Behind the dam removal (and the Elwha Dam near Port Townsend, WA and it’s 14.8 megawatts of power generation) the Endangered Species Act, which has designated the salmon as an endangered species. Because of this, all impediments to salmon migration have to be removed or overcame. As pointed out above, it is cheaper to destroy the dam.
According to the link above (and other embedded links), removing the dam will open up the waters above the dam for salmon and steelhead migration. Officials estimate that as many as 3,000 salmon and 500 steelhead will return to the upper reaches of the White Salmon River. I do have some questions about that estimate. I have always been told that salmon migrate to the location where they were hatched. It is a cycle. The salmon head upstream from the oceans to spawn, they lay the eggs, then they dies. Once the little salmon are hatched, they head for the ocean, live there for three years of so, then return to their birth place to begin the cycle anew. If salmon haven’t been upstream of the dam for 100 years, how is the cycle going to renew? I must be missing something, plus I am not a fish biologist.
Another concern with this are the new regulations coming from the Obama Environmental Protection Agency have targeted the Boardman, OR coal-fired plant in eastern Oregon for closure. After this dam is breached, we lose 14.7 megawatts (MW) that heats and lights in 8,000 homes. But this pales in comparison to the 550 MW that will be lost when the Boardman plant closes is 2020. Boardman generates enough power to heat and light approximately 300,000 homes (15% of Portland Gas and Electric’s (PG&E) capacity).
Consider this: at full capacity a 1MW wind turbine needs one-quarter of an acre or four per acre. Typically, wind turbines operate at about 15% of full capacity so in reality to generate 1MW there would have to be a little more than six turbines to generate this 1MW. To replace the Condit dam on the White Salmon River, which generates 14.7MW’s, PG&E would have to build 88 wind turbines, covering 22 acres. Taking this even further, to replace the Boardman plant, PG&E would have to build nearly 3,330 wind turbines. This would cover about 825 acres. To make you think even more, imagine where these wind turbines will be placed. They won’t be out of sight. They have to be built in exposed locations such as ridgelines or near the opening of canyons that funnel the wind.
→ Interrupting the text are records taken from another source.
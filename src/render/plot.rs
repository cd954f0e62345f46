//! Interactive heatmap figures built with plotly.
//!
//! Each visual matrix becomes a heatmap with a colorbar. The two per-source
//! mel spectrograms share one figure as stacked subplots on a common dB scale.

use plotly::common::{ColorBar, ColorScale, ColorScalePalette, Title};
use plotly::layout::{Axis, Layout};
use plotly::{HeatMap, Plot, Trace};
use serde::Serialize;

use crate::audio::chroma::pitch_class_name;
use crate::audio::features::{BinScale, FeatureMatrix};
use crate::audio::mel::{hz_to_mel, mel_to_hz};
use crate::pipeline::Analysis;

const FIGURE_WIDTH: usize = 1200;
const PANEL_HEIGHT: usize = 400;
const PANEL_GAP: f64 = 0.08;

/// One heatmap panel of a figure.
struct Panel<'a> {
    matrix: &'a FeatureMatrix,
    title: &'a str,
    /// Colorbar title; `None` reuses the scale of the panel above.
    colorbar: Option<&'a str>,
}

impl<'a> Panel<'a> {
    fn new(matrix: &'a FeatureMatrix, title: &'a str, colorbar: &'a str) -> Self {
        Self {
            matrix,
            title,
            colorbar: Some(colorbar),
        }
    }
}

/// Every figure the analysis asks for, in pipeline order.
pub fn figures(analysis: &Analysis) -> Vec<Plot> {
    let mut plots = Vec::new();
    if let Some(ref mel) = analysis.full_mel {
        let title = "mel power spectrogram";
        plots.push(figure(title, &[Panel::new(mel, title, "dB")]));
    }
    if let Some(ref split) = analysis.split_mel {
        plots.push(figure(
            "mel power spectrogram by source",
            &[
                Panel::new(&split.harmonic, "mel power spectrogram (Harmonic)", "dB"),
                Panel {
                    matrix: &split.percussive,
                    title: "mel power spectrogram (Percussive)",
                    colorbar: None,
                },
            ],
        ));
    }
    if let Some(ref chroma) = analysis.chroma {
        plots.push(figure("Chromagram", &[Panel::new(chroma, "Chromagram", "energy")]));
    }
    if let Some(ref texture) = analysis.texture {
        for (matrix, title) in [
            (&texture.mfcc, "MFCC"),
            (&texture.delta, "MFCC-delta"),
            (&texture.delta2, "MFCC-delta2"),
        ] {
            plots.push(figure(title, &[Panel::new(matrix, title, "value")]));
        }
    }
    plots
}

/// Open every figure in the system viewer, one window per feature.
pub fn show(analysis: &Analysis) {
    for plot in figures(analysis) {
        plot.show();
    }
}

fn figure(title: &str, panels: &[Panel]) -> Plot {
    let mut plot = Plot::new();
    let n = panels.len();
    let height = (1.0 - PANEL_GAP * (n - 1) as f64) / n as f64;

    let mut layout = Layout::new()
        .title(Title::from(title))
        .width(FIGURE_WIDTH)
        .height(PANEL_HEIGHT * n);

    for (idx, panel) in panels.iter().enumerate() {
        // Panels stack top to bottom.
        let y_start = (n - 1 - idx) as f64 * (height + PANEL_GAP);
        let y_end = y_start + height;
        plot.add_trace(heatmap_trace(panel, idx));

        let x_axis = Axis::new()
            .title(Title::from("Time (s)"))
            .anchor(axis_name("y", idx).as_str());
        let y_axis = Axis::new()
            .title(Title::from(bin_axis_title(&panel.matrix.scale)))
            .domain(&[y_start, y_end])
            .anchor(axis_name("x", idx).as_str());

        layout = match idx {
            0 => layout.x_axis(x_axis).y_axis(y_axis),
            _ => layout.x_axis2(x_axis).y_axis2(y_axis),
        };
    }

    plot.set_layout(layout);
    plot
}

/// `x`, `x2`, `x3`, ... as plotly names subplot axes.
fn axis_name(prefix: &str, idx: usize) -> String {
    if idx == 0 {
        prefix.to_string()
    } else {
        format!("{prefix}{}", idx + 1)
    }
}

fn heatmap_trace(panel: &Panel, idx: usize) -> Box<dyn Trace> {
    let matrix = panel.matrix;
    let times = frame_times(matrix);
    let z = rows(matrix);
    match matrix.scale {
        BinScale::Chroma => {
            let classes: Vec<String> = (0..matrix.n_bins())
                .map(|b| pitch_class_name(b).to_string())
                .collect();
            style(HeatMap::new(times, classes, z), panel, idx)
        }
        _ => style(HeatMap::new(times, bin_values(matrix), z), panel, idx),
    }
}

fn style<Y>(heatmap: Box<HeatMap<f64, Y, Vec<f64>>>, panel: &Panel, idx: usize) -> Box<dyn Trace>
where
    Y: Serialize + Clone + 'static,
{
    let heatmap = heatmap
        .name(panel.title)
        .color_scale(ColorScale::Palette(ColorScalePalette::Viridis));
    let heatmap = match panel.colorbar {
        Some(title) => heatmap.color_bar(ColorBar::new().title(Title::from(title))),
        None => heatmap.show_scale(false),
    };
    if idx == 0 {
        heatmap
    } else {
        heatmap
            .x_axis(axis_name("x", idx).as_str())
            .y_axis(axis_name("y", idx).as_str())
    }
}

fn frame_times(matrix: &FeatureMatrix) -> Vec<f64> {
    (0..matrix.n_frames())
        .map(|t| matrix.frame_time(t) as f64)
        .collect()
}

fn rows(matrix: &FeatureMatrix) -> Vec<Vec<f64>> {
    matrix
        .data
        .rows()
        .into_iter()
        .map(|row| row.iter().map(|&v| v as f64).collect())
        .collect()
}

/// Centre frequency of each mel band, or the coefficient index.
fn bin_values(matrix: &FeatureMatrix) -> Vec<f64> {
    let bins = matrix.n_bins();
    match matrix.scale {
        BinScale::Mel { fmin, fmax } => {
            let (lo, hi) = (hz_to_mel(fmin), hz_to_mel(fmax));
            (0..bins)
                .map(|b| mel_to_hz(lo + (hi - lo) * (b + 1) as f32 / (bins + 1) as f32) as f64)
                .collect()
        }
        _ => (0..bins).map(|b| b as f64).collect(),
    }
}

fn bin_axis_title(scale: &BinScale) -> &'static str {
    match scale {
        BinScale::Mel { .. } => "Hz",
        BinScale::Chroma => "pitch class",
        BinScale::Cepstral => "coefficient",
    }
}

#[cfg(test)]
mod tests {
    use super::*;
    use crate::audio::synth;
    use crate::pipeline::{analyze, Request, Settings};
    use ndarray::Array2;
    use serde_json::Value;

    fn json(plot: &Plot) -> Value {
        serde_json::from_str(&plot.to_json()).unwrap()
    }

    #[test]
    fn one_figure_per_requested_feature() {
        let wave = synth::mix(
            &synth::tone(220.0, 1.0, 22050),
            &synth::click_track(120.0, 1.0, 22050),
        );
        let request = Request {
            full_mel: true,
            split_mel: true,
            chroma: true,
            texture: true,
            tempo: false,
        };
        let analysis = analyze(&wave, &request, &Settings::default(), |_| {}).unwrap();
        let plots = figures(&analysis);
        assert_eq!(plots.len(), 6);

        let traces: Vec<usize> = plots
            .iter()
            .map(|p| json(p)["data"].as_array().unwrap().len())
            .collect();
        assert_eq!(traces, vec![1, 2, 1, 1, 1, 1]);
    }

    #[test]
    fn tempo_only_has_no_figures() {
        let analysis = Analysis::default();
        assert!(figures(&analysis).is_empty());
    }

    #[test]
    fn heatmaps_carry_a_colorbar_and_subplot_axes() {
        let matrix = FeatureMatrix {
            data: Array2::from_shape_fn((4, 6), |(b, t)| -((b * t) as f32)),
            sample_rate: 100,
            hop_length: 10,
            scale: BinScale::Mel { fmin: 0.0, fmax: 50.0 },
        };
        let plot = figure(
            "split",
            &[
                Panel::new(&matrix, "top", "dB"),
                Panel {
                    matrix: &matrix,
                    title: "bottom",
                    colorbar: None,
                },
            ],
        );
        let value = json(&plot);
        let data = value["data"].as_array().unwrap();
        assert!(data.iter().all(|t| t["type"] == "heatmap"));
        assert_eq!(data[0]["colorbar"]["title"]["text"], "dB");
        assert_eq!(data[1]["xaxis"], "x2");
        assert_eq!(data[1]["yaxis"], "y2");
        assert_eq!(data[1]["showscale"], false);
        assert_eq!(data[0]["z"].as_array().unwrap().len(), 4);
        assert_eq!(data[0]["x"].as_array().unwrap().len(), 6);
        assert!(value["layout"]["yaxis2"]["domain"].is_array());
    }

    #[test]
    fn chroma_rows_are_named_by_pitch_class() {
        let matrix = FeatureMatrix {
            data: Array2::zeros((12, 3)),
            sample_rate: 100,
            hop_length: 10,
            scale: BinScale::Chroma,
        };
        let plot = figure("Chromagram", &[Panel::new(&matrix, "Chromagram", "energy")]);
        let value = json(&plot);
        let y = value["data"][0]["y"].as_array().unwrap();
        assert_eq!(y[0], "C");
        assert_eq!(y[9], "A");
    }

    #[test]
    fn mel_rows_rise_in_frequency() {
        let matrix = FeatureMatrix {
            data: Array2::zeros((8, 2)),
            sample_rate: 22050,
            hop_length: 1024,
            scale: BinScale::Mel { fmin: 0.0, fmax: 11025.0 },
        };
        let centres = bin_values(&matrix);
        assert_eq!(centres.len(), 8);
        assert!(centres.windows(2).all(|w| w[0] < w[1]));
        assert!(centres[7] < 11025.0);
    }
}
In summation, we have the Endangered Species Act forcing dam owners and power companies to either fund fish bypasses or knocking over their dams. Couple this with emerging rules from the EPA which are going to govern air pollution rules which is going to force the closure of a coal-fired plant that supplies 15% of the power needs in the region. To replace this lost capacity hundreds, if not thousands of wind turbines will have to be built.
Keep in mind all this is being done because of a fish. And also keep in mind there are no guarantees the fish will return. I really don’t think the fish biologists really know, I think they are speculating, although they are MUCH more educated in this area than I am. I will not argue with them other than to point out their theory has not yet been proven (at least as far as I can find out).
Then you have the Clean Air Act, which is allowing the EPA (via a decision from a progressive friendly judge) to regulate a naturally occurring gas (CO2) to the point where coal-fired plants are going to be forced to either reduce their CO2 outputs 80% by spending a half of a billion dollars for each plant or to close entirely. As pointed out, when Boardman closes, PG&E will lose 15% of its power generation capabilities. On a national scale, power generation capabilities could be reduced as much as 25%. That is a staggering amount. There is already speculation that many areas of the US will experience rolling blackouts and rate increases more than 30%.
Wow, rolling black outs AND a rate increase. I wonder if this was the hope and change everyone voted for.